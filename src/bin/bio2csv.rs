//! CLI binary for bio2csv.
//!
//! A thin shim over the library crate that maps CLI flags to
//! `PipelineConfig`, runs one stage (or all of them) and prints the stats.

use anyhow::{Context, Result};
use clap::{Parser, Subcommand};
use bio2csv::{
    check_parse_outputs, extract_texts, join_tables, parse_biographies, run_pipeline, split_pdf,
    ConsistencyReport, ExtractStats, JoinStats, ParseStats, PipelineConfig, PipelineReport,
    ProgressCallback, SplitStats, Stage, StageProgressCallback,
};
use indicatif::{ProgressBar, ProgressStyle};
use serde::Serialize;
use std::io;
use std::path::PathBuf;
use std::sync::atomic::{AtomicUsize, Ordering};
use std::sync::Arc;
use std::time::Duration;
use tracing_subscriber::EnvFilter;

// ── ANSI colour helpers ──────────────────────────────────────────────────────

fn green(s: &str) -> String {
    format!("\x1b[32m{s}\x1b[0m")
}
fn red(s: &str) -> String {
    format!("\x1b[31m{s}\x1b[0m")
}
fn dim(s: &str) -> String {
    format!("\x1b[2m{s}\x1b[0m")
}
fn bold(s: &str) -> String {
    format!("\x1b[1m{s}\x1b[0m")
}
fn cyan(s: &str) -> String {
    format!("\x1b[36m{s}\x1b[0m")
}

// ── CLI progress callback using indicatif ────────────────────────────────────

const TICKS: &[&str] = &["⠋", "⠙", "⠹", "⠸", "⠼", "⠴", "⠦", "⠧", "⠇", "⠏", "⠿"];

/// One bar, re-armed at the start of every stage, with a log line per
/// failed item printed above it.
struct CliProgressCallback {
    bar: ProgressBar,
    errors: AtomicUsize,
}

impl CliProgressCallback {
    fn new() -> Arc<Self> {
        let bar = ProgressBar::new(0);
        bar.set_style(
            ProgressStyle::with_template("{spinner:.cyan} {prefix:.bold}  {msg}")
                .unwrap_or_else(|_| ProgressStyle::default_spinner())
                .tick_strings(TICKS),
        );
        bar.set_prefix("Preparing");
        bar.enable_steady_tick(Duration::from_millis(80));

        Arc::new(Self {
            bar,
            errors: AtomicUsize::new(0),
        })
    }
}

impl StageProgressCallback for CliProgressCallback {
    fn on_stage_start(&self, stage: Stage, total: usize) {
        self.errors.store(0, Ordering::SeqCst);
        self.bar.set_style(
            ProgressStyle::with_template(
                "{spinner:.cyan} {prefix:.bold}  \
                 [{bar:42.green/238}] {pos:>4}/{len}  {msg}  \
                 ⏱ {elapsed_precise}  ETA {eta_precise}",
            )
            .unwrap_or_else(|_| ProgressStyle::default_bar())
            .progress_chars("█▉▊▋▌▍▎▏  ")
            .tick_strings(TICKS),
        );
        self.bar.reset();
        self.bar.set_length(total as u64);
        self.bar.set_prefix(format!("{stage:<7}"));
        self.bar.set_message("");
        self.bar.println(format!(
            "{} {}",
            cyan("◆"),
            bold(&format!("{stage}: {total} items"))
        ));
    }

    fn on_item_complete(&self, _stage: Stage, item: &str) {
        self.bar.set_message(item.to_string());
        self.bar.inc(1);
    }

    fn on_item_error(&self, _stage: Stage, item: &str, error: &str) {
        self.errors.fetch_add(1, Ordering::SeqCst);

        // Truncate very long error messages to keep output tidy.
        let msg: String = if error.chars().count() > 80 {
            let head: String = error.chars().take(79).collect();
            format!("{head}\u{2026}")
        } else {
            error.to_string()
        };
        self.bar
            .println(format!("  {} {}  {}", red("✗"), item, red(&msg)));
        self.bar.inc(1);
    }

    fn on_stage_complete(&self, stage: Stage, succeeded: usize, total: usize) {
        let failed = self.errors.load(Ordering::SeqCst);
        self.bar.println(if failed == 0 {
            format!(
                "{} {}: {}/{} done",
                green("✔"),
                stage,
                bold(&succeeded.to_string()),
                total
            )
        } else {
            format!(
                "{} {}: {}/{} done  ({} failed)",
                cyan("⚠"),
                stage,
                bold(&succeeded.to_string()),
                total,
                red(&failed.to_string())
            )
        });
        self.bar.set_prefix("Preparing");
        self.bar.set_message("");
    }
}

impl Drop for CliProgressCallback {
    fn drop(&mut self) {
        self.bar.finish_and_clear();
    }
}

const AFTER_HELP: &str = r#"EXAMPLES:
  # Whole pipeline on data/source.pdf
  bio2csv run

  # Whole pipeline, explicit source and working directory
  bio2csv --workdir out --input PioneeringWomenSupplement.pdf run

  # Re-run only the parser (people with an existing JSON are skipped)
  bio2csv parse

  # Compare parser inputs and outputs, machine-readable
  bio2csv check --json

  # Use pdftotext instead of pdfminer's pdf2txt.py (any `<tool> <pdf>` that
  # prints text on stdout works)
  bio2csv --extract-tool pdftotext-stdout extract

LAYOUT (under --workdir, default `data`):
  source.pdf     bookmarked input (override with --input)
  split/         {last}_{first}.pdf per person
  extract/       {last}_{first}.pdf.txt
  parse/         {last}_{first}.json
  join/          personal, degrees, employment, visits, honors, parents .csv

ENVIRONMENT VARIABLES:
  OPENAI_API_KEY   API key for the parse stage (only needed when work remains)
  PDFIUM_LIB_PATH  Path to libpdfium (file or directory) for the split stage
  RUST_LOG         Overrides -v / -q log filtering
"#;

/// Split a bookmarked PDF of biographies and turn it into CSV tables.
#[derive(Parser, Debug)]
#[command(
    name = "bio2csv",
    version,
    about = "Split a bookmarked PDF of biographies and turn it into CSV tables",
    arg_required_else_help = true,
    color = clap::ColorChoice::Auto,
    after_long_help = AFTER_HELP
)]
struct Cli {
    #[command(subcommand)]
    command: Command,

    /// Root of the default directory layout.
    #[arg(long, global = true, env = "BIO2CSV_WORKDIR", default_value = "data")]
    workdir: PathBuf,

    /// Bookmarked source PDF (default: <workdir>/source.pdf).
    #[arg(short, long, global = true, env = "BIO2CSV_INPUT")]
    input: Option<PathBuf>,

    /// Split output directory (default: <workdir>/split).
    #[arg(long, global = true)]
    split_dir: Option<PathBuf>,

    /// Extract output directory (default: <workdir>/extract).
    #[arg(long, global = true)]
    text_dir: Option<PathBuf>,

    /// Parse output directory (default: <workdir>/parse).
    #[arg(long, global = true)]
    parse_dir: Option<PathBuf>,

    /// Join output directory (default: <workdir>/join).
    #[arg(long, global = true)]
    join_dir: Option<PathBuf>,

    /// Bookmarks before this 1-based page are front matter.
    #[arg(long, global = true, default_value_t = bio2csv::config::DEFAULT_FIRST_CONTENT_PAGE)]
    first_content_page: usize,

    /// Text extraction command, invoked as `<tool> <pdf>`.
    #[arg(long, global = true, env = "BIO2CSV_EXTRACT_TOOL",
          default_value = bio2csv::config::DEFAULT_EXTRACT_TOOL)]
    extract_tool: String,

    /// LLM API key.
    #[arg(long, global = true, env = "OPENAI_API_KEY", hide_env_values = true)]
    api_key: Option<String>,

    /// Path to libpdfium (file or directory).
    #[arg(long, global = true, env = "PDFIUM_LIB_PATH")]
    pdfium_lib: Option<PathBuf>,

    /// Print stage stats as JSON on stdout.
    #[arg(long, global = true)]
    json: bool,

    /// Disable progress bar.
    #[arg(long, global = true, env = "BIO2CSV_NO_PROGRESS")]
    no_progress: bool,

    /// Enable DEBUG-level tracing logs.
    #[arg(short, long, global = true)]
    verbose: bool,

    /// Suppress all output except errors.
    #[arg(short, long, global = true)]
    quiet: bool,
}

#[derive(Subcommand, Debug, Clone, Copy, PartialEq, Eq)]
enum Command {
    /// Split the source PDF into one PDF per bookmarked person.
    Split,
    /// Extract text from every split PDF.
    Extract,
    /// Parse every text into JSON with the LLM.
    Parse,
    /// Compare parser inputs and outputs; exits 1 when outputs are missing.
    Check,
    /// Join the JSON records into six CSV tables.
    Join,
    /// Run split, extract, parse, check and join in order.
    Run,
}

#[tokio::main]
async fn main() -> Result<()> {
    let cli = Cli::parse();

    // ── Logging setup ────────────────────────────────────────────────────
    // With the progress bar active only errors and per-item warnings are
    // worth interleaving; the bar covers the rest.
    let show_progress = !cli.quiet && !cli.no_progress && !cli.json;
    let filter = if cli.verbose {
        "debug"
    } else if cli.quiet {
        "error"
    } else if show_progress {
        "warn"
    } else {
        "info"
    };

    tracing_subscriber::fmt()
        .with_env_filter(
            EnvFilter::try_from_default_env().unwrap_or_else(|_| EnvFilter::new(filter)),
        )
        .with_writer(io::stderr)
        .init();

    let progress_cb: Option<ProgressCallback> = if show_progress {
        Some(CliProgressCallback::new() as Arc<dyn StageProgressCallback>)
    } else {
        None
    };
    let config = build_config(&cli, progress_cb)?;

    // ── Dispatch ─────────────────────────────────────────────────────────
    match cli.command {
        Command::Split => {
            let stats = split_pdf(&config).await.context("Split failed")?;
            emit(&cli, &stats, print_split)?;
        }
        Command::Extract => {
            let stats = extract_texts(&config).await.context("Extraction failed")?;
            emit(&cli, &stats, print_extract)?;
        }
        Command::Parse => {
            let stats = parse_biographies(&config).await.context("Parsing failed")?;
            emit(&cli, &stats, print_parse)?;
        }
        Command::Check => {
            let report = check_parse_outputs(&config.text_dir, &config.parse_dir)
                .context("Consistency check failed")?;
            emit(&cli, &report, print_check)?;
            if !report.passed {
                std::process::exit(1);
            }
        }
        Command::Join => {
            let stats = join_tables(&config).await.context("Join failed")?;
            emit(&cli, &stats, print_join)?;
        }
        Command::Run => {
            let report = run_pipeline(&config).await.context("Pipeline failed")?;
            emit(&cli, &report, print_report)?;
        }
    }

    Ok(())
}

/// Map CLI args to `PipelineConfig`.
fn build_config(cli: &Cli, progress: Option<ProgressCallback>) -> Result<PipelineConfig> {
    let mut builder = PipelineConfig::builder()
        .workdir(&cli.workdir)
        .first_content_page(cli.first_content_page)
        .extract_tool(cli.extract_tool.clone());

    if let Some(ref p) = cli.input {
        builder = builder.source_pdf(p);
    }
    if let Some(ref p) = cli.split_dir {
        builder = builder.split_dir(p);
    }
    if let Some(ref p) = cli.text_dir {
        builder = builder.text_dir(p);
    }
    if let Some(ref p) = cli.parse_dir {
        builder = builder.parse_dir(p);
    }
    if let Some(ref p) = cli.join_dir {
        builder = builder.join_dir(p);
    }
    if let Some(ref key) = cli.api_key {
        builder = builder.api_key(key.clone());
    }
    if let Some(ref p) = cli.pdfium_lib {
        builder = builder.pdfium_lib_path(p);
    }
    if let Some(cb) = progress {
        builder = builder.progress_callback(cb);
    }

    builder.build().context("Invalid configuration")
}

// ── Output ───────────────────────────────────────────────────────────────────

/// Print `value` as JSON on stdout, or the human summary on stderr.
fn emit<T: Serialize>(cli: &Cli, value: &T, human: fn(&T)) -> Result<()> {
    if cli.json {
        let json = serde_json::to_string_pretty(value).context("Failed to serialise stats")?;
        println!("{json}");
    } else if !cli.quiet {
        human(value);
    }
    Ok(())
}

fn tick(ok: bool) -> String {
    if ok {
        green("✔")
    } else {
        cyan("⚠")
    }
}

fn print_split(s: &SplitStats) {
    eprintln!(
        "{}  {} PDFs from {} bookmarks ({} skipped)  →  {}",
        tick(true),
        bold(&s.num_pdfs_created.to_string()),
        s.num_bookmarks,
        s.num_rejected,
        s.output_to.display()
    );
}

fn print_extract(s: &ExtractStats) {
    eprintln!(
        "{}  {}/{} texts  →  {}",
        tick(s.errors.is_empty()),
        bold(&s.num_texts_created.to_string()),
        s.num_pdfs_processed,
        s.output_to.display()
    );
    for e in &s.errors {
        eprintln!("   {} {}", red("✗"), dim(&e.to_string()));
    }
}

fn print_parse(s: &ParseStats) {
    if s.skipped {
        eprintln!(
            "{}  nothing to do, {} records already in {}",
            tick(true),
            s.existing_files,
            s.output_to.display()
        );
        return;
    }
    eprintln!(
        "{}  {}/{} records ({} already present)  →  {}",
        tick(s.num_errors == 0),
        bold(&s.num_jsons_created.to_string()),
        s.num_texts_processed,
        s.existing_files,
        s.output_to.display()
    );
    for e in &s.errors {
        eprintln!("   {} {}", red("✗"), dim(&e.to_string()));
    }
}

fn print_check(r: &ConsistencyReport) {
    eprintln!(
        "{}  {} inputs, {} outputs",
        if r.passed { green("✔") } else { red("✘") },
        r.num_inputs,
        r.num_outputs
    );
    if !r.missing.is_empty() {
        eprintln!("   missing: {}", r.missing.join(", "));
    }
}

fn print_join(s: &JoinStats) {
    eprintln!(
        "{}  {} people  {} degrees  {} jobs  {} visits  {} honors  {} parents  →  {}",
        tick(s.num_load_errors == 0),
        bold(&s.num_people.to_string()),
        s.num_degrees,
        s.num_employment_records,
        s.num_visits,
        s.num_honors,
        s.num_parents,
        s.output_to.display()
    );
    if s.num_load_errors > 0 {
        eprintln!("   {} unreadable records skipped", red(&s.num_load_errors.to_string()));
    }
}

fn print_report(r: &PipelineReport) {
    if let Some(ref s) = r.split {
        print_split(s);
    }
    if let Some(ref s) = r.extract {
        print_extract(s);
    }
    if let Some(ref s) = r.parse {
        print_parse(s);
    }
    if let Some(ref c) = r.check {
        print_check(c);
    }
    if let Some(ref s) = r.join {
        print_join(s);
    }
    eprintln!("   {}", dim(&format!("{}ms total", r.total_duration_ms)));
}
####
_Problem description_
Only the lines from the opening of the material through the line with "fn bold(s: &str)" should be echoed, exactly as written.

_Result of this exercise_
filename src/bin/bio2csv.rs
//! CLI binary for bio2csv.
//!
//! A thin shim over the library crate that maps CLI flags to
//! `PipelineConfig`, runs one stage (or all of them) and prints the stats.

use anyhow::{Context, Result};
use clap::{Parser, Subcommand};
use bio2csv::{
    check_parse_outputs, extract_texts, join_tables, parse_biographies, run_pipeline, split_pdf,
    ConsistencyReport, ExtractStats, JoinStats, ParseStats, PipelineConfig, PipelineReport,
    ProgressCallback, SplitStats, Stage, StageProgressCallback,
};
use indicatif::{ProgressBar, ProgressStyle};
use serde::Serialize;
use std::io;
use std::path::PathBuf;
use std::sync::atomic::{AtomicUsize, Ordering};
use std::sync::Arc;
use std::time::Duration;
use tracing_subscriber::EnvFilter;

// ── ANSI colour helpers ──────────────────────────────────────────────────────

fn green(s: &str) -> String {
    format!("\x1b[32m{s}\x1b[0m")
}
fn red(s: &str) -> String {
    format!("\x1b[31m{s}\x1b[0m")
}
fn dim(s: &str) -> String {
    format!("\x1b[2m{s}\x1b[0m")
}
fn bold(s: &str) -> String {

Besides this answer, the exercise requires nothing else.